> **Action item**: Return each line of the entries that holds the string "shutdown".

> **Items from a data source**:
=== Section Start ===

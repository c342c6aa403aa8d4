//! Connection state machine.
//!
//! A connection starts in *New* and only an `init` frame can move it to
//! *Authenticated*; everything else gets an inline `error` reply and no
//! side effects. Per-frame failures never terminate the connection;
//! only transport loss, an oversized frame, or a session drop do.

use std::collections::HashMap;
use std::sync::Arc;

use serde::Deserialize;
use tokio::io::{AsyncRead, AsyncReadExt};
use tracing::{debug, info, warn};

use crate::core::crypto;
use crate::core::error::BrokerError;
use crate::core::protocol::{self, ClientFrame, ServerFrame, CHUNK_MARKER, TEXT_MARKER};
use crate::core::publish::PublishRequest;
use crate::core::subscribers::ConnectionHandle;
use crate::metrics;
use crate::storage::DeviceToken;

use super::Broker;

enum ConnState {
    New,
    Authenticated {
        session: String,
        user_id: Option<String>,
    },
}

/// Plaintext of a `register_fcm_token` envelope.
#[derive(Debug, Deserialize)]
#[serde(rename_all = "camelCase")]
struct TokenRegistration {
    token: String,
    device_id: String,
    platform: String,
}

pub struct Connection {
    broker: Arc<Broker>,
    handle: ConnectionHandle,
    state: ConnState,
    uploads: HashMap<String, String>,
    done: bool,
}

impl Connection {
    pub fn new(broker: Arc<Broker>, handle: ConnectionHandle) -> Self {
        Self {
            broker,
            handle,
            state: ConnState::New,
            uploads: HashMap::new(),
            done: false,
        }
    }

    /// Drives the read side until transport loss, an oversized frame, or
    /// an external shutdown, then releases everything the connection owns.
    pub async fn run<R>(mut self, mut reader: R)
    where
        R: AsyncRead + Unpin,
    {
        let max_payload = self.broker.config.server.max_payload_size;
        let mut len_buf = [0u8; 4];

        loop {
            tokio::select! {
                read = reader.read_exact(&mut len_buf) => {
                    if read.is_err() {
                        break;
                    }
                    let len = u32::from_be_bytes(len_buf) as usize;
                    if len == 0 {
                        continue;
                    }
                    if len > max_payload {
                        warn!(conn = self.handle.id(), len, "oversized frame, closing");
                        break;
                    }
                    let mut body = vec![0u8; len];
                    if reader.read_exact(&mut body).await.is_err() {
                        break;
                    }
                    self.process_body(&body).await;
                }
                _ = self.handle.closed_signal() => {
                    break;
                }
            }
            if self.handle.is_closed() {
                break;
            }
        }

        self.cleanup();
    }

    async fn process_body(&mut self, body: &[u8]) {
        match body[0] {
            TEXT_MARKER => match protocol::parse_client_frame(&body[1..]) {
                Ok(frame) => self.dispatch(frame).await,
                Err(e) => {
                    debug!(conn = self.handle.id(), error = %e, "malformed text frame");
                    self.handle
                        .send_frame(&ServerFrame::error("Malformed frame"));
                }
            },
            CHUNK_MARKER => match &self.state {
                ConnState::Authenticated { session, .. } => {
                    self.broker
                        .files
                        .chunk(&self.handle, session, &self.uploads, body);
                }
                ConnState::New => {
                    self.handle
                        .send_frame(&ServerFrame::error("Not initialized"));
                }
            },
            _ => {
                self.handle
                    .send_frame(&ServerFrame::error("Unknown message type"));
            }
        }
    }

    async fn dispatch(&mut self, frame: ClientFrame) {
        match (&self.state, frame) {
            (
                ConnState::New,
                ClientFrame::Init {
                    session_name,
                    password,
                    user_id,
                },
            ) => self.handle_init(session_name, password, user_id).await,
            (ConnState::New, _) => {
                self.handle
                    .send_frame(&ServerFrame::error("Not initialized"));
            }
            (ConnState::Authenticated { .. }, ClientFrame::Init { .. }) => {
                self.handle
                    .send_frame(&ServerFrame::error("Already initialized"));
            }
            (ConnState::Authenticated { session, .. }, frame) => {
                let session = session.clone();
                self.dispatch_authenticated(&session, frame).await;
            }
        }
    }

    async fn handle_init(
        &mut self,
        session_name: String,
        password: String,
        user_id: Option<String>,
    ) {
        match self
            .broker
            .registry
            .validate_init(&session_name, &password)
            .await
        {
            Ok(_) => {
                self.handle.set_authenticated(true);
                self.broker
                    .index
                    .register_connection(&session_name, &self.handle);
                if let Some(user) = &user_id {
                    self.broker
                        .index
                        .register_user(&session_name, user, &self.handle);
                }
                self.state = ConnState::Authenticated {
                    session: session_name,
                    user_id,
                };
                self.handle.send_frame(&ServerFrame::InitResponse {
                    success: true,
                    error: None,
                });
            }
            Err(err) => {
                let reason = match err {
                    BrokerError::Suspended => "suspended",
                    BrokerError::Auth => "authentication failed",
                    _ => "storage unavailable",
                };
                self.handle.send_frame(&ServerFrame::InitResponse {
                    success: false,
                    error: Some(reason.into()),
                });
            }
        }
    }

    async fn dispatch_authenticated(&mut self, session: &str, frame: ClientFrame) {
        match frame {
            ClientFrame::Subscribe { topic } => {
                self.broker.index.subscribe(session, &topic, &self.handle);
                self.handle.send_frame(&ServerFrame::SubscribeResponse {
                    success: true,
                    topic,
                });
            }
            ClientFrame::Unsubscribe { topic } => {
                self.broker
                    .index
                    .unsubscribe(session, &topic, self.handle.id());
                self.handle.send_frame(&ServerFrame::UnsubscribeResponse {
                    success: true,
                    topic,
                });
            }
            ClientFrame::Publish {
                topic,
                data,
                hash,
                timestamp,
                message_id,
            } => {
                let response = self
                    .broker
                    .pipeline
                    .publish(
                        &self.handle,
                        session,
                        PublishRequest {
                            topic,
                            data,
                            hash,
                            timestamp,
                            message_id,
                        },
                    )
                    .await;
                self.handle.send_frame(&response);
            }
            ClientFrame::Ack { message_id, .. } => {
                self.broker.retry.ack(session, &message_id).await;
            }
            ClientFrame::InitFile {
                topic,
                file_id,
                file_name,
                file_size,
                total_chunks,
            } => {
                if let Some(reply) = self
                    .broker
                    .files
                    .init_file(
                        &self.handle,
                        session,
                        &mut self.uploads,
                        topic,
                        file_id,
                        file_name,
                        file_size,
                        total_chunks,
                    )
                    .await
                {
                    self.handle.send_frame(&reply);
                }
            }
            ClientFrame::EndFile {
                topic,
                file_id,
                hash,
            } => {
                self.broker.files.end_file(
                    &self.handle,
                    session,
                    &mut self.uploads,
                    topic,
                    file_id,
                    hash,
                );
            }
            ClientFrame::RegisterFcmToken {
                user_id,
                encrypted_data,
                hash,
            } => {
                let reply = self
                    .register_token(session, &user_id, &encrypted_data, &hash)
                    .await;
                self.handle.send_frame(&reply);
            }
            ClientFrame::Init { .. } => {
                // unreachable through dispatch(), kept for exhaustiveness
                self.handle
                    .send_frame(&ServerFrame::error("Already initialized"));
            }
        }
    }

    /// Verifies and opens a token-registration envelope, then persists
    /// the device token. The token itself never goes back on the wire.
    async fn register_token(
        &self,
        session: &str,
        user_id: &str,
        encrypted_data: &str,
        hash: &str,
    ) -> ServerFrame {
        let record = match self.broker.storage.get_session(session).await {
            Ok(Some(record)) => record,
            _ => {
                return ServerFrame::FcmTokenResponse {
                    success: false,
                    error: Some("session unavailable".into()),
                };
            }
        };

        let plaintext = match crypto::open_envelope(&record.secret_key, encrypted_data, hash) {
            Ok(p) => p,
            Err(e) => {
                return ServerFrame::FcmTokenResponse {
                    success: false,
                    error: Some(e.to_string()),
                };
            }
        };
        let registration: TokenRegistration = match serde_json::from_slice(&plaintext) {
            Ok(r) => r,
            Err(_) => {
                return ServerFrame::FcmTokenResponse {
                    success: false,
                    error: Some("invalid token payload".into()),
                };
            }
        };

        let now = self.broker.clock.now_ms();
        let token = DeviceToken {
            session_name: session.to_string(),
            user_id: user_id.to_string(),
            device_id: registration.device_id,
            token: registration.token,
            platform: registration.platform,
            created_at: now,
            updated_at: now,
        };
        match self.broker.storage.save_device_token(&token).await {
            Ok(()) => ServerFrame::FcmTokenResponse {
                success: true,
                error: None,
            },
            Err(e) => {
                warn!(session, error = %e, "saving device token failed");
                ServerFrame::FcmTokenResponse {
                    success: false,
                    error: Some("storage unavailable".into()),
                }
            }
        }
    }

    /// Releases subscriptions, the user binding, and upload mappings.
    /// Safe to call more than once; runs on every exit path.
    fn cleanup(&mut self) {
        if self.done {
            return;
        }
        self.done = true;

        if let ConnState::Authenticated { session, user_id } = &self.state {
            self.broker
                .index
                .unregister_connection(session, self.handle.id());
            if let Some(user) = user_id {
                self.broker.index.unregister_user(session, user);
            }
        }
        self.uploads.clear();
        self.handle.shutdown();
        metrics::inc_connections_closed(1);
        info!(
            event = "connection.closed",
            conn = self.handle.id(),
        );
    }
}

=== Section End ===

> **Output below**:
    /// an external shutdown, then releases everything the connection owns.
        self.handle.shutdown();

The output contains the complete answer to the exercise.